躬身解释道歉:“误会误会,薛老,这丫头没见过薛少,才会说出这种话,成慧,还不给薛少道歉?”
李成慧琢磨了一下,才反应过来薛少是谁,难以置信的看向护在南溪身侧的男人。
嫉妒的眼睛都红了。
南溪怎么就那么好命,没了薛琦,转眼就找了个比薛琦更好的男人。
她呢?捡了南溪不要的男人,还沾沾自喜。
被父亲按着头冲薛清越道了个歉,李成慧整个人恨不得找个老鼠洞钻进去,丢脸,太丢脸了,关键是在南溪面前丢尽了脸。
“一句对不起就完了?刚刚你可是让我们溪溪跪下道歉来着,”就在大伙以为这事要过去的时候,赵凝突然插了一句:“还说我们要是不道歉,就取消溪溪的比赛资格,让她进不去决赛。”
在李成慧青白交加的脸色下,赵凝杀人不见血,笑眯眯的问:“这些话是你说的吧?”
“下跪?”薛老爷子脸色一沉。
李茂德一脚踹在李成慧小腿上:“谁给你的胆子说出这种话?给南小姐和薛少道歉!”
李成慧被踢得膝盖一弯,差点跪在地上,扶着椅子懊悔不已,后悔刚才和嘴快,没考虑周全,她那些话私底下说说没人知道还行,一旦闹出来准给家里招祸。

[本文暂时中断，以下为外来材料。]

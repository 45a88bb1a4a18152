//! SHA-256 hashing and constant-time verification.

use sha2::{Digest, Sha256};
use subtle::ConstantTimeEq;

use crate::error::{Error, Result};

/// Compute the SHA-256 hash of data.
pub fn sha256(data: &[u8]) -> [u8; 32] {
    let digest = Sha256::digest(data);
    digest.into()
}

/// Compute the SHA-256 hash and return it as a lowercase hex string.
pub fn sha256_hex(data: &[u8]) -> String {
    hex::encode(sha256(data))
}

/// Compare two byte slices in constant time.
///
/// Length mismatch returns false without leaking where the inputs differ.
pub fn constant_time_eq(a: &[u8], b: &[u8]) -> bool {
    a.ct_eq(b).into()
}

/// Verify that data matches the expected hex-encoded SHA-256 hash.
pub fn verify_hash(data: &[u8], expected_hex: &str) -> bool {
    let actual = sha256_hex(data);
    constant_time_eq(actual.as_bytes(), expected_hex.as_bytes())
}

/// Verify the integrity of a data chunk before reassembly.
pub fn verify_chunk_integrity(chunk: &[u8], expected_hash: &str) -> Result<()> {
    if !verify_hash(chunk, expected_hash) {
        return Err(Error::ChunkIntegrity);
    }
    Ok(())
}
//! DNS-over-TLS transport (RFC 7858).

use std::sync::Arc;
use std::time::Duration;

use async_trait::async_trait;
use rustls::pki_types::ServerName;
use tokio::net::TcpStream;
use tokio_rustls::TlsConnector;

use crate::error::{Error, Result};
use crate::transport::dns::exchange_framed;
use crate::transport::{wire, Request, Response, Transport};

/// DNS-over-TLS transport.
pub struct Dot {
    servers: Vec<String>,
    timeout: Duration,
    tls_config: Arc<rustls::ClientConfig>,
}

impl Default for Dot {
    fn default() -> Self {
        Dot::new()
    }
}

impl Dot {
    /// Create a transport against the default public DoT resolvers.
    pub fn new() -> Dot {
        let mut roots = rustls::RootCertStore::empty();
        roots.extend(webpki_roots::TLS_SERVER_ROOTS.iter().cloned());
        let tls_config = rustls::ClientConfig::builder()
            .with_root_certificates(roots)
            .with_no_client_auth();

        Dot {
            servers: vec!["1.1.1.1:853".to_string(), "8.8.8.8:853".to_string()],
            timeout: Duration::from_secs(10),
            tls_config: Arc::new(tls_config),
        }
    }

    /// Set the DoT servers to use, in priority order.
    pub fn with_servers(mut self, servers: Vec<String>) -> Dot {
        self.servers = servers;
        self
    }

    /// Set the per-server query timeout.
    pub fn with_timeout(mut self, timeout: Duration) -> Dot {
        self.timeout = timeout;
        self
    }

    /// Use a custom TLS configuration (e.g. pinned roots).
    pub fn with_tls_config(mut self, config: Arc<rustls::ClientConfig>) -> Dot {
        self.tls_config = config;
        self
    }

    async fn query_server(&self, server: &str, msg: &[u8]) -> Result<Response> {
        let host = server.rsplit_once(':').map_or(server, |(h, _)| h);
        let server_name = ServerName::try_from(host.to_string())
            .map_err(|e| Error::Transport(format!("invalid server name {host}: {e}")))?;

        let stream = tokio::time::timeout(self.timeout, TcpStream::connect(server))
            .await
            .map_err(|_| Error::Transport(format!("dial {server}: timed out")))?
            .map_err(|e| Error::Transport(format!("dial {server}: {e}")))?;

        let connector = TlsConnector::from(Arc::clone(&self.tls_config));
        let tls_stream = tokio::time::timeout(self.timeout, connector.connect(server_name, stream))
            .await
            .map_err(|_| Error::Transport(format!("tls handshake {server}: timed out")))?
            .map_err(|e| Error::Transport(format!("tls handshake {server}: {e}")))?;

        let data = tokio::time::timeout(self.timeout, exchange_framed(tls_stream, msg))
            .await
            .map_err(|_| Error::Transport(format!("query {server}: timed out")))??;

        wire::parse_response(&data)
    }
}

#[async_trait]
impl Transport for Dot {
    fn name(&self) -> &str {
        "dot"
    }

    fn is_encrypted(&self) -> bool {
        true
    }

    async fn query(&self, req: &Request) -> Result<Response> {
        let msg = wire::build_query(&req.name, req.qtype);

        let mut last_err = Error::Transport("no DoT servers configured".into());
        for server in &self.servers {
            match self.query_server(server, &msg).await {
                Ok(resp) => return Ok(resp),
                Err(err) => {
                    log::debug!("dot server {server} failed: {err}");
                    last_err = err;
                }
            }
        }
        Err(last_err)
    }
}

#[cfg(test)]
mod tests {
    use super::*;

    #[test]
    fn test_defaults() {
        let dot = Dot::new();
        assert_eq!(dot.name(), "dot");
        assert!(dot.is_encrypted());
        assert_eq!(dot.servers, vec!["1.1.1.1:853", "8.8.8.8:853"]);
    }

    #[tokio::test]
    async fn test_unreachable_server_errors() {
        let dot = Dot::new()
            .with_servers(vec!["127.0.0.1:1".to_string()])
            .with_timeout(Duration::from_millis(100));
        let err = dot.query(&Request::txt("x.net")).await.unwrap_err();
        assert!(matches!(err, Error::Transport(_)));
    }
}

这会意识到自己闯了祸了,她忍着疼和羞辱认命的给南溪和薛清越道了歉。
心里却想,她和南溪的仇结大发了。
事情在长辈们的干预下暂时告一段落,事后李家是如何登门和薛老爷子告罪的,南溪后来听薛清越念叨了两句。
当然,他之所以念叨,是因为薛老爷子暗戳戳的为当日出面护着她们的行为讨要报酬来着。
南溪给老爷子做了点糕点零食,外加新酿好的葡萄酒,让薛清越送了回去。
因为这事,薛清越和薛老爷子之间的关系倒是缓和了不少。
这些暂且不停,说回厨艺比赛的事,比赛结果当天就出来了,南溪以第三的成绩,成功进入决赛,对于这个名字,南溪挺满意的。
复赛是在八月份,每过多久,南溪便收到了褚锋和南漫的婚礼请帖。
清晨,阳光透着浅浅淡淡的雾气,温柔的倾洒而下,五岳山庄中,南溪难得的赖床没起,一双强有力的手臂从身后抱住她。
“醒了还赖床,”因为刚醒薛清越的声音听着暗哑柔软,极为享受的将她抱在怀里,把玩着她纤细的手指:“你不会忘了今日是什么日子吧?”
南溪困意未褪,闭着眼回了句:“没忘,记着呢。”
“这些天没听你提起,我以为你不打算去。”
这场婚事的由来,南褚两家心知肚明,或许某些人以为南溪并不知道自己差点被算计的事,但褚锋父子肯定猜到了,厚着脸皮给南溪发来请帖。
南溪睡眼惺忪的翻了个身,亲了亲他的下巴,又一丢丢扎人,她脑袋往后退,被薛清越追上来,故意用胡茬蹭她。
两人闹了一会儿,南溪声音里笑意未消:“为什么不去?他们有脸请我参加婚礼,我怎么能不去,一个是我好姐姐,另一个算得上我的青梅竹马,他们结婚必须到场啊。”
阳光照在她脸上,柔化了笑里的寒意。
“他们这般费尽心思的算计我,我怎么能不去呢?”
“我要亲眼目睹这场充满着阴谋算计的婚礼是如何一步一步进行的,我要记住他们现在的高兴嘴脸,等日后算计落空后又是怎么样一副失魂落魄的样子,从天堂跌落到地狱的感觉,一定会很爽。”
真让人期待呢。
薛清越看着她漂亮的眼睛里泛着锐利的冷光,看着她哼着歌起身洗漱,穿上红色连衣裙,画着精致的妆容,仿佛真的去赴一场朋友的宴。